In various documents (gift and purchase certificates of the abbey Fraulautern ) from the period 1235-1279 is the name: Suarcenholf, Suarcenoth, Swarcenholc, Suarzenhoch, Suarzenholch.

==Geography==
Schwarzenholz has a healthy village structure and is an attractive residential area surrounded by forests, and has direct motorway access to the A 8, so that the larger cities in the area (Saarbrücken, Neunkirchen, Saarlouis, Dillingen, Merzig, Völklingen) and the neighbouring countries France and Luxembourg are all reachable in 30 minutes or less.

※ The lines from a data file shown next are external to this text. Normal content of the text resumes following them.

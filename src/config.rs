// Protocol constants, motion pacing, topics
use std::time::Duration;

// Serial link to the command source
pub const DEFAULT_BAUD_RATE: u32 = 9600;

// Read timeout on the command link; a timed out read just means "no line yet"
pub const LINK_POLL_TIMEOUT: Duration = Duration::from_millis(50);

// Pacing handed to the actuator driver for an instant coordinated move
pub const INSTANT_PACING: u8 = 20;

// Pacing for each interpolation step of a smooth move (steps are already small)
pub const SMOOTH_STEP_PACING: u8 = 10;

// Number of interpolation steps in a smooth move
pub const SMOOTH_STEPS: u32 = 50;

// Duration used when SMOOTH omits the 7th field
pub const DEFAULT_SMOOTH_DURATION_MS: u32 = 2000;

// Zenoh topics
pub const TOPIC_CMD: &str = "braccio/cmd"; // command lines in
pub const TOPIC_RSP: &str = "braccio/rsp"; // response lines out
pub const TOPIC_STATE: &str = "braccio/state/joints"; // joint snapshots

// Default port of the command link
pub const LINK_PORT: &str = "/dev/ttyACM0";

// Default port of the Feetech servo bus
pub const SERVO_BUS_PORT: &str = "/dev/ttyUSB0";

// Saved pose library of the keyboard client
pub const POSES_FILE: &str = "poses.json";

// Pause after each step of a played sequence
pub const SEQUENCE_STEP_DELAY: Duration = Duration::from_millis(1000);
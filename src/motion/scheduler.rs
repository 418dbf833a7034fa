// Pauses between motion steps
//
// The controller is deliberately blocking: while a move is pausing between
// steps, nothing else runs and the command link is not read.

use std::time::Duration;

pub trait StepScheduler {
    /// Suspend the caller for `duration` before the next step
    fn pause(&mut self, duration: Duration);
}

/// Sleeps the current thread
#[derive(Debug, Default, Clone, Copy)]
pub struct BlockingScheduler;

impl StepScheduler for BlockingScheduler {
    fn pause(&mut self, duration: Duration) {
        if !duration.is_zero() {
            std::thread::sleep(duration);
        }
    }
}

impl<S: StepScheduler + ?Sized> StepScheduler for &mut S {
    fn pause(&mut self, duration: Duration) {
        (**self).pause(duration)
    }
}

/// Records requested pauses instead of sleeping
#[cfg(test)]
#[derive(Debug, Default)]
pub(crate) struct RecordingScheduler {
    pub pauses: Vec<Duration>,
}

#[cfg(test)]
impl RecordingScheduler {
    pub fn total(&self) -> Duration {
        self.pauses.iter().sum()
    }
}

#[cfg(test)]
impl StepScheduler for RecordingScheduler {
    fn pause(&mut self, duration: Duration) {
        self.pauses.push(duration);
    }
}
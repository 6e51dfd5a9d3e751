//! Mentor allocation and course assignment (the enrollment ledger)

use rusqlite::{params, Connection, OptionalExtension, Row};
use serde::Serialize;

use super::{classify_insert, current_timestamp, new_id, InsertOutcome};
use crate::error::LmsError;

/// Assignment row: a student's enrollment in a course
#[derive(Debug, Clone, Serialize)]
#[serde(rename_all = "camelCase")]
pub struct AssignmentRow {
    pub id: String,
    pub student_id: String,
    pub course_id: String,
    pub created_at: String,
}

impl AssignmentRow {
    fn from_row(row: &Row) -> Result<Self, rusqlite::Error> {
        Ok(Self {
            id: row.get("id")?,
            student_id: row.get("student_id")?,
            course_id: row.get("course_id")?,
            created_at: row.get("created_at")?,
        })
    }
}

/// Student summary as seen by a mentor
#[derive(Debug, Clone, Serialize)]
pub struct AllocatedStudent {
    pub id: String,
    pub name: String,
    pub email: String,
}

/// Enrolled course summary as seen by a student
#[derive(Debug, Clone)]
pub struct EnrolledCourse {
    pub course_id: String,
    pub title: String,
}

// ============================================================================
// Mentor allocation
// ============================================================================

/// Allocate a student to a mentor (insert-if-absent)
pub fn allocate_student(
    conn: &Connection,
    mentor_id: &str,
    student_id: &str,
) -> Result<InsertOutcome, LmsError> {
    classify_insert(conn.execute(
        r#"
        INSERT INTO mentor_students (mentor_id, student_id, created_at)
        VALUES (?, ?, ?)
        ON CONFLICT (mentor_id, student_id) DO NOTHING
        "#,
        params![mentor_id, student_id, current_timestamp()],
    ))
}

/// Check whether an admin allocated the student to the mentor
pub fn is_allocated(conn: &Connection, mentor_id: &str, student_id: &str) -> Result<bool, LmsError> {
    conn.query_row(
        "SELECT 1 FROM mentor_students WHERE mentor_id = ? AND student_id = ?",
        params![mentor_id, student_id],
        |_| Ok(()),
    )
    .optional()
    .map(|found| found.is_some())
    .map_err(|e| LmsError::Internal(format!("Query failed: {}", e)))
}

/// List students allocated to a mentor
pub fn list_allocated_students(
    conn: &Connection,
    mentor_id: &str,
) -> Result<Vec<AllocatedStudent>, LmsError> {
    let mut stmt = conn
        .prepare(
            r#"
            SELECT u.id, u.name, u.email
            FROM mentor_students ms
            JOIN users u ON u.id = ms.student_id
            WHERE ms.mentor_id = ?
            ORDER BY ms.created_at, u.email
            "#,
        )
        .map_err(|e| LmsError::Internal(format!("Prepare failed: {}", e)))?;

    let students = stmt
        .query_map(params![mentor_id], student_from_row)
        .map_err(|e| LmsError::Internal(format!("Query failed: {}", e)))?
        .collect::<Result<Vec<_>, _>>()
        .map_err(|e| LmsError::Internal(format!("Row parse failed: {}", e)))?;

    Ok(students)
}

fn student_from_row(row: &Row) -> Result<AllocatedStudent, rusqlite::Error> {
    Ok(AllocatedStudent {
        id: row.get(0)?,
        name: row.get(1)?,
        email: row.get(2)?,
    })
}

// ============================================================================
// Course assignment
// ============================================================================

/// Enroll a student in a course (insert-if-absent), returning the stored row
pub fn assign_course(
    conn: &Connection,
    student_id: &str,
    course_id: &str,
) -> Result<(AssignmentRow, InsertOutcome), LmsError> {
    let outcome = classify_insert(conn.execute(
        r#"
        INSERT INTO assignments (id, student_id, course_id, created_at)
        VALUES (?, ?, ?, ?)
        ON CONFLICT (student_id, course_id) DO NOTHING
        "#,
        params![new_id(), student_id, course_id, current_timestamp()],
    ))?;

    let row = get_assignment(conn, student_id, course_id)?
        .ok_or_else(|| LmsError::Internal("Assignment not found after insert".to_string()))?;

    Ok((row, outcome))
}

/// Get the enrollment for (student, course)
pub fn get_assignment(
    conn: &Connection,
    student_id: &str,
    course_id: &str,
) -> Result<Option<AssignmentRow>, LmsError> {
    conn.query_row(
        "SELECT * FROM assignments WHERE student_id = ? AND course_id = ?",
        params![student_id, course_id],
        AssignmentRow::from_row,
    )
    .optional()
    .map_err(|e| LmsError::Internal(format!("Query failed: {}", e)))
}

/// Check whether the student is enrolled in the course
pub fn is_enrolled(conn: &Connection, student_id: &str, course_id: &str) -> Result<bool, LmsError> {
    Ok(get_assignment(conn, student_id, course_id)?.is_some())
}

/// Courses a student is enrolled in, in enrollment order
pub fn list_enrolled_courses(
    conn: &Connection,
    student_id: &str,
) -> Result<Vec<EnrolledCourse>, LmsError> {
    let mut stmt = conn
        .prepare(
            r#"
            SELECT c.id, c.title
            FROM assignments a
            JOIN courses c ON c.id = a.course_id
            WHERE a.student_id = ?
            ORDER BY a.created_at, c.title
            "#,
        )
        .map_err(|e| LmsError::Internal(format!("Prepare failed: {}", e)))?;

    let courses = stmt
        .query_map(params![student_id], |row| {
            Ok(EnrolledCourse {
                course_id: row.get(0)?,
                title: row.get(1)?,
            })
        })
        .map_err(|e| LmsError::Internal(format!("Query failed: {}", e)))?
        .collect::<Result<Vec<_>, _>>()
        .map_err(|e| LmsError::Internal(format!("Row parse failed: {}", e)))?;

    Ok(courses)
}

/// Students enrolled in a course
pub fn list_enrolled_students(
    conn: &Connection,
    course_id: &str,
) -> Result<Vec<AllocatedStudent>, LmsError> {
    let mut stmt = conn
        .prepare(
            r#"
            SELECT u.id, u.name, u.email
            FROM assignments a
            JOIN users u ON u.id = a.student_id
            WHERE a.course_id = ?
            ORDER BY a.created_at, u.email
            "#,
        )
        .map_err(|e| LmsError::Internal(format!("Prepare failed: {}", e)))?;

    let students = stmt
        .query_map(params![course_id], student_from_row)
        .map_err(|e| LmsError::Internal(format!("Query failed: {}", e)))?
        .collect::<Result<Vec<_>, _>>()
        .map_err(|e| LmsError::Internal(format!("Row parse failed: {}", e)))?;

    Ok(students)
}

#[cfg(test)]
mod tests {
    use super::*;
    use crate::db::courses::{create_course, CreateCourseInput};
    use crate::db::users::{create_user, NewUser, Role};
    use crate::db::LmsDb;

    fn user(conn: &Connection, email: &str, role: Role) -> String {
        create_user(
            conn,
            NewUser {
                name: email.into(),
                email: email.into(),
                password_hash: "hash".into(),
                role,
                mentor_approved: true,
            },
        )
        .unwrap()
        .id
    }

    #[test]
    fn test_allocation_is_idempotent() {
        let db = LmsDb::open_in_memory().unwrap();
        db.with_conn(|conn| {
            let mentor = user(conn, "m@example.com", Role::Mentor);
            let student = user(conn, "s@example.com", Role::Student);

            assert_eq!(allocate_student(conn, &mentor, &student)?, InsertOutcome::Created);
            assert_eq!(
                allocate_student(conn, &mentor, &student)?,
                InsertOutcome::AlreadyExisted
            );
            assert!(is_allocated(conn, &mentor, &student)?);
            assert_eq!(list_allocated_students(conn, &mentor)?.len(), 1);
            Ok(())
        })
        .unwrap();
    }

    #[test]
    fn test_assignment_keeps_first_row() {
        let db = LmsDb::open_in_memory().unwrap();
        db.with_conn(|conn| {
            let mentor = user(conn, "m@example.com", Role::Mentor);
            let student = user(conn, "s@example.com", Role::Student);
            let course = create_course(
                conn,
                &mentor,
                CreateCourseInput {
                    title: "Course".into(),
                    description: None,
                },
            )?;

            assert!(!is_enrolled(conn, &student, &course.id)?);

            let (first, outcome) = assign_course(conn, &student, &course.id)?;
            assert!(outcome.is_created());
            let (second, outcome) = assign_course(conn, &student, &course.id)?;
            assert_eq!(outcome, InsertOutcome::AlreadyExisted);
            assert_eq!(first.id, second.id);

            assert!(is_enrolled(conn, &student, &course.id)?);
            assert_eq!(list_enrolled_courses(conn, &student)?[0].title, "Course");
            assert_eq!(list_enrolled_students(conn, &course.id)?[0].id, student);
            Ok(())
        })
        .unwrap();
    }
}
//! Course and Chapter CRUD operations

use rusqlite::{params, Connection, OptionalExtension, Row};
use serde::{Deserialize, Serialize};

use super::{current_timestamp, is_unique_violation, new_id};
use crate::error::LmsError;

/// Course row from database
#[derive(Debug, Clone, Serialize, Deserialize)]
#[serde(rename_all = "camelCase")]
pub struct CourseRow {
    pub id: String,
    pub title: String,
    pub description: Option<String>,
    pub mentor_id: String,
    pub created_at: String,
    pub updated_at: String,
}

impl CourseRow {
    fn from_row(row: &Row) -> Result<Self, rusqlite::Error> {
        Ok(Self {
            id: row.get("id")?,
            title: row.get("title")?,
            description: row.get("description")?,
            mentor_id: row.get("mentor_id")?,
            created_at: row.get("created_at")?,
            updated_at: row.get("updated_at")?,
        })
    }
}

/// Chapter row from database
#[derive(Debug, Clone, Serialize, Deserialize)]
#[serde(rename_all = "camelCase")]
pub struct ChapterRow {
    pub id: String,
    pub course_id: String,
    pub title: String,
    pub description: Option<String>,
    pub image_url: Option<String>,
    pub video_url: Option<String>,
    pub sequence: i64,
    pub created_at: String,
}

impl ChapterRow {
    fn from_row(row: &Row) -> Result<Self, rusqlite::Error> {
        Ok(Self {
            id: row.get("id")?,
            course_id: row.get("course_id")?,
            title: row.get("title")?,
            description: row.get("description")?,
            image_url: row.get("image_url")?,
            video_url: row.get("video_url")?,
            sequence: row.get("sequence")?,
            created_at: row.get("created_at")?,
        })
    }
}

/// Input for creating a course
#[derive(Debug, Clone, Deserialize)]
pub struct CreateCourseInput {
    pub title: String,
    #[serde(default)]
    pub description: Option<String>,
}

/// Input for updating a course (owner only)
#[derive(Debug, Clone, Deserialize)]
pub struct UpdateCourseInput {
    #[serde(default)]
    pub title: Option<String>,
    #[serde(default)]
    pub description: Option<String>,
}

/// Input for creating a chapter
#[derive(Debug, Clone, Deserialize)]
#[serde(rename_all = "camelCase")]
pub struct CreateChapterInput {
    pub title: String,
    #[serde(default)]
    pub description: Option<String>,
    #[serde(default)]
    pub image_url: Option<String>,
    #[serde(default)]
    pub video_url: Option<String>,
    pub sequence: i64,
}

/// Create a course owned by `mentor_id`
pub fn create_course(
    conn: &Connection,
    mentor_id: &str,
    input: CreateCourseInput,
) -> Result<CourseRow, LmsError> {
    let id = new_id();
    let now = current_timestamp();

    conn.execute(
        r#"
        INSERT INTO courses (id, title, description, mentor_id, created_at, updated_at)
        VALUES (?, ?, ?, ?, ?, ?)
        "#,
        params![id, input.title, input.description, mentor_id, now, now],
    )
    .map_err(|e| LmsError::Internal(format!("Course insert failed: {}", e)))?;

    get_course(conn, &id)?
        .ok_or_else(|| LmsError::Internal("Course not found after insert".to_string()))
}

/// Get course by ID
pub fn get_course(conn: &Connection, id: &str) -> Result<Option<CourseRow>, LmsError> {
    conn.query_row("SELECT * FROM courses WHERE id = ?", params![id], CourseRow::from_row)
        .optional()
        .map_err(|e| LmsError::Internal(format!("Query failed: {}", e)))
}

/// Get course by ID only if `mentor_id` owns it
pub fn get_owned_course(
    conn: &Connection,
    id: &str,
    mentor_id: &str,
) -> Result<Option<CourseRow>, LmsError> {
    conn.query_row(
        "SELECT * FROM courses WHERE id = ? AND mentor_id = ?",
        params![id, mentor_id],
        CourseRow::from_row,
    )
    .optional()
    .map_err(|e| LmsError::Internal(format!("Query failed: {}", e)))
}

/// List courses owned by a mentor
pub fn list_courses_for_mentor(
    conn: &Connection,
    mentor_id: &str,
) -> Result<Vec<CourseRow>, LmsError> {
    let mut stmt = conn
        .prepare("SELECT * FROM courses WHERE mentor_id = ? ORDER BY created_at")
        .map_err(|e| LmsError::Internal(format!("Prepare failed: {}", e)))?;

    let courses = stmt
        .query_map(params![mentor_id], CourseRow::from_row)
        .map_err(|e| LmsError::Internal(format!("Query failed: {}", e)))?
        .collect::<Result<Vec<_>, _>>()
        .map_err(|e| LmsError::Internal(format!("Row parse failed: {}", e)))?;

    Ok(courses)
}

/// Update title/description of an owned course. Returns None if not owned.
pub fn update_course(
    conn: &Connection,
    id: &str,
    mentor_id: &str,
    input: UpdateCourseInput,
) -> Result<Option<CourseRow>, LmsError> {
    let changes = conn
        .execute(
            r#"
            UPDATE courses
            SET title = COALESCE(?, title),
                description = COALESCE(?, description),
                updated_at = ?
            WHERE id = ? AND mentor_id = ?
            "#,
            params![input.title, input.description, current_timestamp(), id, mentor_id],
        )
        .map_err(|e| LmsError::Internal(format!("Update failed: {}", e)))?;

    if changes == 0 {
        return Ok(None);
    }

    get_course(conn, id)
}

/// Delete an owned course (cascades to chapters, enrollments and progress)
pub fn delete_course(conn: &Connection, id: &str, mentor_id: &str) -> Result<bool, LmsError> {
    let changes = conn
        .execute(
            "DELETE FROM courses WHERE id = ? AND mentor_id = ?",
            params![id, mentor_id],
        )
        .map_err(|e| LmsError::Internal(format!("Delete failed: {}", e)))?;

    Ok(changes > 0)
}

/// Count all courses
pub fn count_courses(conn: &Connection) -> Result<u64, LmsError> {
    let count: i64 = conn
        .query_row("SELECT COUNT(*) FROM courses", [], |row| row.get(0))
        .map_err(|e| LmsError::Internal(format!("Count query failed: {}", e)))?;
    Ok(count as u64)
}

/// Create a chapter. A sequence already used in the course is a `Conflict`.
pub fn create_chapter(
    conn: &Connection,
    course_id: &str,
    input: CreateChapterInput,
) -> Result<ChapterRow, LmsError> {
    let id = new_id();

    conn.execute(
        r#"
        INSERT INTO chapters (id, course_id, title, description, image_url, video_url, sequence, created_at)
        VALUES (?, ?, ?, ?, ?, ?, ?, ?)
        "#,
        params![
            id,
            course_id,
            input.title,
            input.description,
            input.image_url,
            input.video_url,
            input.sequence,
            current_timestamp(),
        ],
    )
    .map_err(|e| {
        if is_unique_violation(&e) {
            LmsError::Conflict("Chapter sequence already exists for this course".into())
        } else {
            LmsError::Internal(format!("Chapter insert failed: {}", e))
        }
    })?;

    get_chapter(conn, &id)?
        .ok_or_else(|| LmsError::Internal("Chapter not found after insert".to_string()))
}

/// Get chapter by ID
pub fn get_chapter(conn: &Connection, id: &str) -> Result<Option<ChapterRow>, LmsError> {
    conn.query_row("SELECT * FROM chapters WHERE id = ?", params![id], ChapterRow::from_row)
        .optional()
        .map_err(|e| LmsError::Internal(format!("Query failed: {}", e)))
}

/// Get all chapters for a course ordered by sequence
pub fn list_chapters(conn: &Connection, course_id: &str) -> Result<Vec<ChapterRow>, LmsError> {
    let mut stmt = conn
        .prepare("SELECT * FROM chapters WHERE course_id = ? ORDER BY sequence")
        .map_err(|e| LmsError::Internal(format!("Prepare failed: {}", e)))?;

    let chapters = stmt
        .query_map(params![course_id], ChapterRow::from_row)
        .map_err(|e| LmsError::Internal(format!("Query failed: {}", e)))?
        .collect::<Result<Vec<_>, _>>()
        .map_err(|e| LmsError::Internal(format!("Row parse failed: {}", e)))?;

    Ok(chapters)
}

/// Count chapters in a course
pub fn count_chapters(conn: &Connection, course_id: &str) -> Result<u64, LmsError> {
    let count: i64 = conn
        .query_row(
            "SELECT COUNT(*) FROM chapters WHERE course_id = ?",
            params![course_id],
            |row| row.get(0),
        )
        .map_err(|e| LmsError::Internal(format!("Count query failed: {}", e)))?;
    Ok(count as u64)
}

/// Highest sequence used in a course, if it has chapters
pub fn max_sequence(conn: &Connection, course_id: &str) -> Result<Option<i64>, LmsError> {
    conn.query_row(
        "SELECT MAX(sequence) FROM chapters WHERE course_id = ?",
        params![course_id],
        |row| row.get(0),
    )
    .map_err(|e| LmsError::Internal(format!("Query failed: {}", e)))
}

#[cfg(test)]
mod tests {
    use super::*;
    use crate::db::users::{create_user, NewUser, Role};
    use crate::db::LmsDb;

    fn chapter(title: &str, sequence: i64) -> CreateChapterInput {
        CreateChapterInput {
            title: title.into(),
            description: None,
            image_url: None,
            video_url: None,
            sequence,
        }
    }

    fn setup(conn: &Connection) -> Result<(String, CourseRow), LmsError> {
        let mentor = create_user(
            conn,
            NewUser {
                name: "Grace".into(),
                email: "grace@example.com".into(),
                password_hash: "hash".into(),
                role: Role::Mentor,
                mentor_approved: true,
            },
        )?;
        let course = create_course(
            conn,
            &mentor.id,
            CreateCourseInput {
                title: "Rust 101".into(),
                description: None,
            },
        )?;
        Ok((mentor.id, course))
    }

    #[test]
    fn test_chapters_listed_by_sequence_not_insert_order() {
        let db = LmsDb::open_in_memory().unwrap();
        db.with_conn(|conn| {
            let (_, course) = setup(conn)?;
            create_chapter(conn, &course.id, chapter("third", 30))?;
            create_chapter(conn, &course.id, chapter("first", 1))?;
            create_chapter(conn, &course.id, chapter("second", 7))?;

            let titles: Vec<_> = list_chapters(conn, &course.id)?
                .into_iter()
                .map(|c| c.title)
                .collect();
            assert_eq!(titles, vec!["first", "second", "third"]);
            assert_eq!(max_sequence(conn, &course.id)?, Some(30));
            Ok(())
        })
        .unwrap();
    }

    #[test]
    fn test_duplicate_sequence_is_conflict() {
        let db = LmsDb::open_in_memory().unwrap();
        let err = db
            .with_conn(|conn| {
                let (_, course) = setup(conn)?;
                create_chapter(conn, &course.id, chapter("a", 1))?;
                create_chapter(conn, &course.id, chapter("b", 1))
            })
            .unwrap_err();
        assert!(matches!(err, LmsError::Conflict(_)));
    }

    #[test]
    fn test_update_requires_ownership() {
        let db = LmsDb::open_in_memory().unwrap();
        db.with_conn(|conn| {
            let (mentor_id, course) = setup(conn)?;
            let rename = || UpdateCourseInput {
                title: Some("Rust 102".into()),
                description: None,
            };

            assert!(update_course(conn, &course.id, "someone-else", rename())?.is_none());

            let updated = update_course(conn, &course.id, &mentor_id, rename())?.unwrap();
            assert_eq!(updated.title, "Rust 102");
            assert_eq!(updated.mentor_id, mentor_id);
            Ok(())
        })
        .unwrap();
    }
}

Two general practitioners, a dentist, two banks, two grocery stores, two hairdressing salons, a bakery, a butchery, eight catering establishments, two driving schools, two florists, a stationery shop with post office, a car repair shop, a travel agency, a carpentry, an interior decorator and many other companies can be found in town. Next to the kindergarten is the school building of the former elementary school, which closed its doors in 2008; since then, the children of Schwarzenholz have to take the bus to Reisbach, where the Astrid Lindgren Elementary School is located. The place has a multi-purpose hall, named after Schultze Kathrin, another sports hall and an artificial turf pitch, on which the football team FV 1929 Schwarzenholz e. V. play their matches.

Other sports clubs are the gymnastics club, the table tennis club and the cycling club Spanische Bergziege ("Spanish mountain goats"). Cultural associations include the Musikverein Harmonie and the men's choral society "Deutsche Eintracht".

The parish church of St. Bartholomew in the Bartholomäusstrasse is a protected monument and was built in 1914-1915 by Ludwig Becker and Anton Falkowski.

==Politics==
The mayor of Schwarzenholz has been Josef Werth (SPD) since the last local election, whose party holds six of the eleven seats in the local council and thus the absolute majority of the seats; his deputy is Rudi Schmitt (SPD). The CDU won three seats in the local elections in 2009; the FWG and the left have one each.

==Parish Church==
St. Bartholomew is the name of a parish and parish and the associated parish church in Saarwellingen district Schwarzenholz. The Parish and church belong to the Diocese of Trier and, the church is heritage listed as a single monument.